About Nagoya Protocol
The Nagoya Protocol on Access to Genetic Resources and the Fair and Equitable Sharing of Benefits Arising from their Utilization was adopted at the tenth meeting of the Conference of the Parties in 2010, in Nagoya, Japan, and significantly advances the objective of the Convention on the fair and equitable sharing of benefits arising from the utilization of genetic resources by providing greater legal certainty and transparency for both providers and users of genetic resources. By promoting the use of genetic resources and associated traditional knowledge, and by strengthening the opportunities for fair and equitable sharing of benefits from their use, the Protocol will create incentives to conserve biodiversity, sustainably use its components, and further enhance the contribution of biodiversity to sustainable development and human well-being.
Full Text of the Nagoya Protocol is available at: www.cbd.int/abs/doc/protocol/nagoya-protocol-en.pdf
List of Signatories of the Nagoya Protocol is available at: www.cbd.int/abs/nagoya-protocol/signatories/
The Convention on Biological Diversity (CBD)

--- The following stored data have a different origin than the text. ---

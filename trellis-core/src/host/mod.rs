//! Host Adapter
//!
//! The reconciler never touches a concrete visual surface. Everything it
//! needs from the host environment goes through [`HostConfig`]: create
//! elements and text, attach them, move them, remove them, and update text
//! content. Host objects are addressed by opaque [`InstanceId`]s handed out
//! by the adapter.
//!
//! Creation happens during the render phase (detached objects are built
//! bottom-up off-tree). Every other call happens during commit.

mod memory;

pub use memory::{HostOp, HostSnapshot, MemoryHost};

use std::sync::atomic::{AtomicU64, Ordering};

use serde::{Deserialize, Serialize};

use crate::element::Props;

/// Opaque handle to a host object.
#[derive(Debug, Clone, Copy, PartialEq, Eq, Hash, PartialOrd, Ord, Serialize, Deserialize)]
pub struct InstanceId(u64);

impl InstanceId {
    /// Generate a new process-unique id.
    pub fn new() -> Self {
        static COUNTER: AtomicU64 = AtomicU64::new(1);
        Self(COUNTER.fetch_add(1, Ordering::Relaxed))
    }

    /// Get the raw id value.
    pub fn raw(&self) -> u64 {
        self.0
    }
}

impl Default for InstanceId {
    fn default() -> Self {
        Self::new()
    }
}

impl From<u64> for InstanceId {
    fn from(id: u64) -> Self {
        Self(id)
    }
}

/// The capability set a host environment provides to the reconciler.
pub trait HostConfig: Send {
    /// Create a detached element of the given type.
    fn create_instance(&mut self, type_name: &str) -> InstanceId;

    /// Create a detached text node.
    fn create_text_instance(&mut self, content: &str) -> InstanceId;

    /// Append `child` as the last child of `parent`.
    fn append_child(&mut self, parent: InstanceId, child: InstanceId);

    /// Insert `child` into `parent` immediately before `before`.
    fn insert_before(&mut self, parent: InstanceId, child: InstanceId, before: InstanceId);

    /// Detach `child` from `parent`.
    fn remove_child(&mut self, parent: InstanceId, child: InstanceId);

    /// Replace the content of a text node.
    fn commit_text_update(&mut self, instance: InstanceId, content: &str);

    /// Record the latest committed properties of an element.
    ///
    /// Nothing in reconciliation reads these back; an event layer does.
    fn attach_props(&mut self, instance: InstanceId, props: &Props);
}
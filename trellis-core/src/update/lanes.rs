//! Priority Lanes
//!
//! A lane is a single bit; a set of lanes is a bitset. The lower the bit,
//! the higher the priority, so "highest priority pending" is simply the
//! lowest set bit of the root's pending set.

use bitflags::bitflags;

bitflags! {
    /// A set of priority classes.
    #[derive(Debug, Clone, Copy, PartialEq, Eq, Hash, Default)]
    pub struct Lanes: u32 {
        /// Discrete user input and explicit renders. Highest priority.
        const SYNC = 1 << 0;
        /// Continuous input such as drags and scrolls.
        const INPUT_CONTINUOUS = 1 << 1;
        /// Ordinary updates.
        const DEFAULT = 1 << 2;
        /// Work that can wait indefinitely.
        const IDLE = 1 << 3;
    }
}

/// A single lane. Same representation as [`Lanes`] with at most one bit set.
pub type Lane = Lanes;

/// The empty lane.
pub const NO_LANE: Lane = Lanes::empty();

/// Union of two lane sets.
pub fn merge_lanes(a: Lanes, b: Lanes) -> Lanes {
    a | b
}

/// Whether `set` contains every bit of `subset`.
pub fn includes_lane(set: Lanes, subset: Lane) -> bool {
    !subset.is_empty() && set.contains(subset)
}

/// Lane to tag a freshly requested update with.
pub fn request_update_lane() -> Lane {
    Lanes::SYNC
}

/// Narrow a caller-supplied lane to exactly one bit.
///
/// Updates are matched against the render lane bit for bit, so an update
/// tagged with no lane or with several would never be processed. An empty
/// lane falls back to [`request_update_lane`]; a multi-bit set keeps its
/// highest-priority bit.
pub fn normalize_update_lane(lane: Lane) -> Lane {
    if lane.is_empty() {
        tracing::warn!("update dispatched without a lane, using the default lane");
        return request_update_lane();
    }
    let single = highest_priority_lane(lane);
    if single != lane {
        tracing::warn!(?lane, narrowed = ?single, "update dispatched on several lanes, keeping the highest");
    }
    single
}

/// Isolate the highest-priority (lowest) bit of `lanes`.
pub fn highest_priority_lane(lanes: Lanes) -> Lane {
    let bits = lanes.bits();
    Lanes::from_bits_retain(bits & bits.wrapping_neg())
}

/// Whether `a` strictly outranks `b`. An empty lane outranks nothing.
pub fn is_higher_priority(a: Lane, b: Lane) -> bool {
    !a.is_empty() && (b.is_empty() || a.bits() < b.bits())
}

/// Lane bookkeeping for one root.
///
/// Shared between the reconciler and every dispatch closure bound to the
/// root, so it lives behind a lock rather than on the root descriptor.
#[derive(Debug, Default)]
pub struct RootLanes {
    /// Lanes with at least one queued update.
    pub pending: Lanes,
    /// Priority of the deferred callback already queued, if any.
    pub callback_priority: Option<Lane>,
    /// Lanes that received updates since the current render began.
    updated_since_render: Lanes,
}

impl RootLanes {
    /// Record an update on `lane`.
    pub fn mark_root_updated(&mut self, lane: Lane) {
        self.pending = merge_lanes(self.pending, lane);
        self.updated_since_render = merge_lanes(self.updated_since_render, lane);
    }

    /// Start tracking updates that arrive while `lane` renders.
    pub fn begin_render(&mut self) {
        self.updated_since_render = Lanes::empty();
    }

    /// Retire `lane` after its commit.
    ///
    /// Updates that landed on the same lane mid-render were not part of the
    /// committed pass, so the lane stays pending for them.
    pub fn mark_root_finished(&mut self, lane: Lane) {
        self.pending.remove(lane.difference(self.updated_since_render));
    }

    /// The lane the next render should process.
    pub fn next_lane(&self) -> Lane {
        highest_priority_lane(self.pending)
    }
}
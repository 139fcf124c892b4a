//! Scheduling
//!
//! Connects state changes to render passes.
//!
//! # How It Works
//!
//! 1. A dispatch marks its lane pending on the root's [`RootLanes`].
//!
//! 2. [`ScheduleHandle::ensure_root_is_scheduled`] queues one deferred
//!    callback for the highest pending lane. Asking again while a callback
//!    of equal or higher priority is already queued does nothing, which is
//!    what coalesces a burst of dispatches into one render.
//!
//! 3. The callback locks the reconciler and runs a render/commit cycle for
//!    whichever lane is highest when it actually runs.
//!
//! 4. If lanes are still pending after the commit, the root is scheduled
//!    again, one lane per callback.

mod microtask;

pub use microtask::{DeferredExecutor, MicrotaskQueue, Task};

use std::fmt;
use std::sync::{Arc, Weak};

use parking_lot::Mutex;

use crate::reconciler::Reconciler;
use crate::update::{is_higher_priority, Lane, Lanes, RootLanes};

/// Everything a dispatch needs to get its root rendered.
///
/// Holds the reconciler weakly: a dispatch closure that outlives its root
/// schedules nothing.
#[derive(Clone)]
pub struct ScheduleHandle {
    lanes: Arc<Mutex<RootLanes>>,
    executor: Arc<dyn DeferredExecutor>,
    reconciler: Weak<Mutex<Reconciler>>,
}

impl ScheduleHandle {
    pub(crate) fn new(
        executor: Arc<dyn DeferredExecutor>,
        reconciler: Weak<Mutex<Reconciler>>,
    ) -> Self {
        Self {
            lanes: Arc::new(Mutex::new(RootLanes::default())),
            executor,
            reconciler,
        }
    }

    /// Mark `lane` pending and make sure a render is on its way.
    pub fn schedule_update(&self, lane: Lane) {
        self.lanes.lock().mark_root_updated(lane);
        self.ensure_root_is_scheduled();
    }

    /// Queue a deferred render for the highest pending lane, unless one of
    /// equal or higher priority is already queued.
    pub fn ensure_root_is_scheduled(&self) {
        let lane = {
            let mut lanes = self.lanes.lock();
            let next = lanes.next_lane();
            if next.is_empty() {
                return;
            }
            if let Some(existing) = lanes.callback_priority {
                if !is_higher_priority(next, existing) {
                    return;
                }
            }
            lanes.callback_priority = Some(next);
            next
        };

        tracing::trace!(?lane, "scheduling deferred render");
        let reconciler = self.reconciler.clone();
        self.executor.schedule_deferred(Box::new(move || {
            if let Some(reconciler) = reconciler.upgrade() {
                reconciler.lock().perform_sync_work_on_root();
            }
        }));
    }

    /// Lanes with queued updates.
    pub fn pending_lanes(&self) -> Lanes {
        self.lanes.lock().pending
    }

    pub(crate) fn lanes(&self) -> &Arc<Mutex<RootLanes>> {
        &self.lanes
    }
}

impl fmt::Debug for ScheduleHandle {
    fn fmt(&self, f: &mut fmt::Formatter<'_>) -> fmt::Result {
        f.debug_struct("ScheduleHandle")
            .field("lanes", &*self.lanes.lock())
            .finish()
    }
}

Opened for signature at the Earth Summit in Rio de Janeiro in 1992, and entering into force in December 1993, the Convention on Biological Diversity (CBD) is an international treaty for the conservation of biodiversity, the sustainable use of the components of biodiversity, and the equitable sharing of the benefits derived from the use of genetic resources. With 194 Parties up to now, the Convention has near universal participation among countries. The Convention seeks to address all threats to biodiversity and ecosystem services, including threats from climate change, through scientific assessments, the development of tools, incentives and processes, the transfer of technologies and good practices, and the full and active involvement of relevant stakeholders including indigenous and local communities, youth, NGOs, women and the business community.
The Cartagena Protocol on Biosafety is a supplementary agreement to the Convention. It seeks to protect biological diversity from the potential risks posed by living modified organisms resulting from modern biotechnology. To date, 166 countries plus the European Union have ratified the Cartagena Protocol. The Secretariat of the Convention and its Cartagena Protocol is located in Montreal.